PROVIDED DATA.
◆ ◆ ◆ ◆ ◆ ◆ ◆
//! Deal command: set up a game and show it without playing.

use crate::commands::{check_table, seat_names};
use crate::error::CliError;
use crate::formatters::{format_card, format_hand};
use std::io::Write;
use uno_engine::engine::initialize_game_with_seed;

/// Deals a game for `players` seats and prints each hand, the top card, the
/// active color and who acts first. The same seed always prints the same deal.
pub fn handle_deal_command(
    players: usize,
    seed: Option<u64>,
    out: &mut dyn Write,
) -> Result<(), CliError> {
    check_table(players, None)?;
    let seed = seed.unwrap_or_else(rand::random);
    let state = initialize_game_with_seed(&seat_names(players, false), seed)?;

    writeln!(out, "Seed: {}", seed)?;
    for p in &state.players {
        writeln!(out, "{} ({}): {}", p.name, p.hand_size(), format_hand(&p.hand))?;
    }
    if let Some(top) = state.top_card() {
        writeln!(out, "Top: {}", format_card(top))?;
    }
    writeln!(out, "Color: {}", state.current_color)?;
    writeln!(
        out,
        "Next: {} ({})",
        state.current_player().name,
        state.action_required
    )?;
    writeln!(out, "Deck: {}", state.deck.len())?;
    Ok(())
}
◆ ◆ ◆ ◆ ◆ ◆ ◆
WHAT TO DO. Each record above should be returned exactly as written.

ANSWER BELOW.
//! Deal command: set up a game and show it without playing.

use crate::commands::{check_table, seat_names};
use crate::error::CliError;
use crate::formatters::{format_card, format_hand};
use std::io::Write;
use uno_engine::engine::initialize_game_with_seed;

/// Deals a game for `players` seats and prints each hand, the top card, the
/// active color and who acts first. The same seed always prints the same deal.
pub fn handle_deal_command(
    players: usize,
    seed: Option<u64>,
    out: &mut dyn Write,
) -> Result<(), CliError> {
    check_table(players, None)?;
    let seed = seed.unwrap_or_else(rand::random);
    let state = initialize_game_with_seed(&seat_names(players, false), seed)?;

    writeln!(out, "Seed: {}", seed)?;
    for p in &state.players {
        writeln!(out, "{} ({}): {}", p.name, p.hand_size(), format_hand(&p.hand))?;
    }
    if let Some(top) = state.top_card() {
        writeln!(out, "Top: {}", format_card(top))?;
    }
    writeln!(out, "Color: {}", state.current_color)?;
    writeln!(
        out,
        "Next: {} ({})",
        state.current_player().name,
        state.action_required
    )?;
    writeln!(out, "Deck: {}", state.deck.len())?;
    Ok(())
}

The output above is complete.